Earth asks us to be conveners of responsibilities—responsibilities that connect us to Earth’s many living and non-living beings. Yet what are “responsibilities”? And what would it mean to “convene” them?
I am Potawatomi, part of the larger Anishinaabe indigenous people in North America. In the contemporary Anishinaabe world, the concept of responsibilities is very important.
Consider wild rice (manoomin) and Anishinaabe communities. Many Anishinaabe communities live where they do in the Great Lakes Basin because their ancestors were given spiritual guidance to cease migrating from the East when they reached the place where food grows on water (manoomin). From that time on, the rest is history. Today, stewarding and guarding manoomin involves many responsibilities. There are responsibilities for teaching younger people capacities to respect, care for, harvest, understand, and prepare manoomin; responsibilities on the part of younger people to learn the skills and teachings regarding the plant and to participate actively in family life; responsibilities associated with conducting and participating (appropriately) in ceremonies that honor the close connections between manoomin and Anishinaabe society; responsibilities of committees, such as “ricing committees,” that are accountable to the community for maintaining flourishing subsistence economies.
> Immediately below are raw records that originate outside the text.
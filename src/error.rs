//! Domain error taxonomy shared by the transaction executor and the quote guard.
//!
//! Every failure a caller can observe from a guarded mutation is one of the
//! variants below. Low-level storage failures are translated into these kinds
//! at the transaction boundary (see `storage::error`).

use std::time::Duration;

use chrono::{DateTime, Utc};
use thiserror::Error;

use crate::quoting::types::{Operation, QuoteStatus};
use crate::resilience::retries::Retryable;

/// Result type for guarded operations.
pub type CoreResult<T> = Result<T, CoreError>;

/// Errors surfaced by the atomic executor and the optimistic concurrency guard.
#[derive(Debug, Clone, Error, PartialEq)]
pub enum CoreError {
    /// The referenced record does not exist.
    #[error("{entity} not found with id '{id}'")]
    NotFound { entity: &'static str, id: String },

    /// The record's status forbids the requested operation.
    #[error("Invalid state: {0}")]
    InvalidState(StateViolation),

    /// The caller's expected version no longer matches the stored one.
    #[error("Version conflict: expected version {expected}, found {actual}")]
    VersionConflict { expected: u64, actual: u64 },

    /// The acting user does not own the record.
    #[error("Forbidden: {reason}")]
    Forbidden { reason: String },

    /// The unit of work did not finish within its timeout and was rolled back.
    #[error("Database operation timed out after {timeout:?}")]
    DatabaseTimeout { timeout: Duration },

    /// Constraint violation or unavailable infrastructure.
    #[error("Persistence failed: {0}")]
    PersistenceFailed(PersistenceFailure),

    /// Caller-supplied data violates a required-field or value constraint.
    #[error("Validation failed for field '{field}': {reason}")]
    ValidationFailed { field: &'static str, reason: String },

    /// Anything else. The message is for logs, not for end users.
    #[error("Internal error: {0}")]
    Internal(String),
}

/// Why a status check rejected an operation.
#[derive(Debug, Clone, Error, PartialEq, Eq)]
pub enum StateViolation {
    /// The operation is not permitted from the current status.
    #[error("cannot {operation} a quote in status {current}")]
    Disallowed {
        current: QuoteStatus,
        operation: Operation,
        /// First status from which the operation would be permitted.
        allowed: Option<QuoteStatus>,
    },

    /// The quote has already been sent; sending is a one-shot transition.
    #[error("quote was already sent")]
    AlreadySent { sent_at: Option<DateTime<Utc>> },
}

/// Sub-reason of a [`CoreError::PersistenceFailed`].
#[derive(Debug, Clone, Error, PartialEq, Eq)]
pub enum PersistenceFailure {
    #[error("duplicate value violates `{constraint}`")]
    Duplicate { constraint: &'static str },

    #[error("`{constraint}` references a missing record")]
    DanglingReference { constraint: &'static str },

    #[error("database unavailable: {0}")]
    Unavailable(String),
}

impl CoreError {
    pub fn not_found(entity: &'static str, id: impl ToString) -> Self {
        Self::NotFound {
            entity,
            id: id.to_string(),
        }
    }

    pub fn validation(field: &'static str, reason: impl Into<String>) -> Self {
        Self::ValidationFailed {
            field,
            reason: reason.into(),
        }
    }
}

impl Retryable for CoreError {
    /// Timeouts, unavailable backends and unclassified failures are transient.
    /// Constraint, validation and business-rule failures are deterministic.
    fn is_retryable(&self) -> bool {
        match self {
            CoreError::DatabaseTimeout { .. }
            | CoreError::PersistenceFailed(PersistenceFailure::Unavailable(_))
            | CoreError::Internal(_) => true,
            CoreError::NotFound { .. }
            | CoreError::InvalidState(_)
            | CoreError::VersionConflict { .. }
            | CoreError::Forbidden { .. }
            | CoreError::PersistenceFailed(_)
            | CoreError::ValidationFailed { .. } => false,
        }
    }
}

#[cfg(test)]
mod tests {
    use super::*;

    #[test]
    fn test_error_display() {
        let err = CoreError::VersionConflict {
            expected: 3,
            actual: 4,
        };
        assert_eq!(
            err.to_string(),
            "Version conflict: expected version 3, found 4"
        );

        let err = CoreError::InvalidState(StateViolation::Disallowed {
            current: QuoteStatus::Sent,
            operation: Operation::Update,
            allowed: Some(QuoteStatus::Draft),
        });
        assert_eq!(
            err.to_string(),
            "Invalid state: cannot update a quote in status SENT"
        );
    }

    #[test]
    fn test_retry_classification() {
        assert!(CoreError::DatabaseTimeout {
            timeout: Duration::from_secs(10)
        }
        .is_retryable());
        assert!(CoreError::PersistenceFailed(PersistenceFailure::Unavailable("down".into()))
            .is_retryable());
        assert!(!CoreError::PersistenceFailed(PersistenceFailure::Duplicate {
            constraint: "quotes_reference_key"
        })
        .is_retryable());
        assert!(!CoreError::validation("title", "required").is_retryable());
        assert!(!CoreError::VersionConflict {
            expected: 1,
            actual: 2
        }
        .is_retryable());
    }
}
Taken together as a web, all these responsibilities constitute important aspects of the very meanings of family, friendship, trust, character, intergenerational relations, identity, and accountability in many Anishinaabe communities. Manoomin also has responsibilities. Manoomin is responsible for nourishing humans. Manoomin is considered a living being with a spiritual character all to its own. More importantly, manoomin is one of the sources that bring people together into the relationships of family, friendships, trust and so on. Manoomin motivates these things, which is why Anishinaabe people respect it as a living being with a spiritual character. So manoomin stewards and guards us too. Philosopher Robert Figueroa has tried to evoke the rich significance of such webs of responsibilities with the idea that they are living “environmental heritages” that motivate environmental stewardship and guardianship. [2]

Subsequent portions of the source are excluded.